Alternatively the at least one stud can extend in a direction from
the cold side to the hot side through the entire groove profile. In
this embodiment it is necessary to modify the sealing elements to
be inserted into the groove but a stud that passes right through
increases the strength of the heat shield element, particularly in
the region of the groove.
[0032] A retaining element according to the invention with an
engagement section configured to engage in the grooves of heat
shield elements has at least one surface element on the engagement
section, the surface normal of which runs in the direction of
expansion of the groove on engagement in the groove. The retaining
element according to the invention provides a larger stop surface
for stopping against the studs arranged in the grooves and can
thereby ensure secure axial fixing of the heat shield element.
[0033] A combustion chamber according to the invention or a flame
tube according to the invention is equipped with a heat shield
according to the invention and a gas turbine according to the
invention is equipped with a combustion chamber according to the
invention or a flame tube according to the invention.
BRIEF DESCRIPTION OF THE DRAWING
[0034] Further features, characteristics and advantages of the
invention will emerge from the detailed description which follows
of exemplary embodiments with reference to the attached drawings,
in which:
[0035] FIG. 1 shows a schematic side view of a first exemplary
embodiment of the invention.
[0036] FIG. 2 shows a retaining clamp of the first exemplary
embodiment.
[0037] FIG. 3 shows the retaining clamp from FIG. 2 when inserted
into a groove in the support structure.
[0038] FIG. 4 shows a second exemplary embodiment of the heat
shield according to the invention.
[0039] FIG. 4a shows a modification of the second exemplary
embodiment shown in FIG. 4.
[0040] FIG. 5 shows an element retainer engaged in the groove of a
heat shield element.
[0041] FIG. 6 shows a first exemplary embodiment of a heat shield
element according to the invention.
[0042] FIG. 7 shows a second exemplary embodiment of a heat shield
element according to the invention.
[0043] FIG. 8 shows a first example of an element retainer for
fixing a heat shield element according to the invention.
[0044] FIG. 9 shows a second example of an element retainer for
fixing a heat shield element according to the invention.
[0045] FIG. 10 shows a third example of an element retainer for
fixing a heat shield element according to the invention.

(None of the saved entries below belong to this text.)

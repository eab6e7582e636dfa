//! 4gtv schedule source
//!
//! Form-encoded POST per (channel, date) with no authentication. Records
//! carry `HH:MM` start and end strings that are taken verbatim, plus a
//! provider status code that is preserved on the entry. The provider serves
//! one day per request and the query carries no day-count argument, so
//! exactly one date (today) is planned.

use std::sync::Arc;

use async_trait::async_trait;
use chrono::{NaiveDate, Utc};
use chrono_tz::Asia::Taipei;
use serde::Deserialize;
use tracing::warn;

use crate::errors::{SourceError, SourceResult};
use crate::models::{AggregateResult, ChannelGuide, DaySchedule, ProgramEntry};
use crate::providers::query::{has_prefix, split_channel_clauses};
use crate::providers::traits::ProviderHandler;
use crate::schedule::planner::plan_dates;
use crate::transport::Transport;
use crate::utils::clean_channel_name;

const PROVIDER_KEY: &str = "4gtv";
const EPG_URL: &str = "https://api2.4gtv.tv/Channel/GetEpgByChannel";

#[derive(Debug, Deserialize)]
struct FourGtvProgram {
    #[serde(rename = "fsSTART")]
    start: String,
    #[serde(rename = "fsEND")]
    end: String,
    #[serde(rename = "fsTITLE")]
    title: String,
    #[serde(default, rename = "fsDESC")]
    desc: String,
    #[serde(default, rename = "fsSTATUS")]
    status: Option<String>,
}

pub struct FourGtvHandler {
    transport: Arc<dyn Transport>,
}

impl FourGtvHandler {
    pub fn new(transport: Arc<dyn Transport>) -> Self {
        Self { transport }
    }

    async fn fetch_day(
        &self,
        channel_id: &str,
        date: NaiveDate,
    ) -> SourceResult<Vec<FourGtvProgram>> {
        let date_arg = date.format("%Y-%m-%d").to_string();
        let form = [("fsID", channel_id), ("fsDATE", date_arg.as_str())];
        let bytes = self.transport.post_form(EPG_URL, &form).await?;
        serde_json::from_slice(&bytes).map_err(|e| SourceError::parse(PROVIDER_KEY, e))
    }
}

fn day_entries(programs: &[FourGtvProgram]) -> DaySchedule {
    programs
        .iter()
        .map(|program| ProgramEntry {
            start: program.start.trim().to_string(),
            end: program.end.trim().to_string(),
            title: program.title.trim().to_string(),
            desc: program.desc.trim().to_string(),
            status: program.status.clone(),
        })
        .collect()
}

#[async_trait]
impl ProviderHandler for FourGtvHandler {
    fn key(&self) -> &'static str {
        PROVIDER_KEY
    }

    fn matches(&self, query: &str) -> bool {
        has_prefix(query, PROVIDER_KEY)
    }

    async fn handle(&self, query: &str) -> AggregateResult {
        let rest = query.get(PROVIDER_KEY.len()..).unwrap_or("");
        let rest = rest.strip_prefix(',').unwrap_or(rest);

        let today = Utc::now().with_timezone(&Taipei).date_naive();
        let dates = plan_dates(today, 1);

        let mut result = AggregateResult::new();
        for request in split_channel_clauses(rest) {
            let mut guide = ChannelGuide::empty(clean_channel_name(request.display_name()));
            for date in &dates {
                match self.fetch_day(&request.id, *date).await {
                    Ok(programs) => {
                        guide.process_count += programs.len() as u32;
                        if !programs.is_empty() {
                            guide
                                .diyp_data
                                .entry(*date)
                                .or_default()
                                .extend(day_entries(&programs));
                        }
                    }
                    Err(error) => {
                        warn!(channel = %request.id, date = %date, %error, "4gtv day fetch failed");
                    }
                }
            }
            result.insert(request.id.clone(), guide);
        }
        result
    }
}

#[cfg(test)]
mod tests {
    use super::*;

    #[test]
    fn entries_keep_verbatim_times_and_status() {
        let programs = vec![FourGtvProgram {
            start: "06:00".to_string(),
            end: "07:00".to_string(),
            title: " 早安新聞 ".to_string(),
            desc: String::new(),
            status: Some("live".to_string()),
        }];
        let entries = day_entries(&programs);
        assert_eq!(entries[0].start, "06:00");
        assert_eq!(entries[0].end, "07:00");
        assert_eq!(entries[0].title, "早安新聞");
        assert_eq!(entries[0].status.as_deref(), Some("live"));
    }

    #[test]
    fn missing_status_stays_absent() {
        let programs = vec![FourGtvProgram {
            start: "06:00".to_string(),
            end: "07:00".to_string(),
            title: "News".to_string(),
            desc: String::new(),
            status: None,
        }];
        assert_eq!(day_entries(&programs)[0].status, None);
    }
}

DETAILED DESCRIPTION OF THE INVENTION
[0046] FIG. 1 shows a first exemplary embodiment of the heat shield
according to the invention in the form of a section of an axially
symmetrical heat shield for an annular combustion chamber of a gas
turbine. The figure shows two ceramic heat shield elements 1, 2,
which are fixed to an axially symmetrical support structure and
abut each other in the axial direction A of the support structure
3. In order not to impede the thermal expansion of the heat shield
elements 1, 2 during operation of the gas turbine combustion
chamber, the heat shield elements are arranged such that a small
gap remains in each instance between two heat shield elements 1, 2.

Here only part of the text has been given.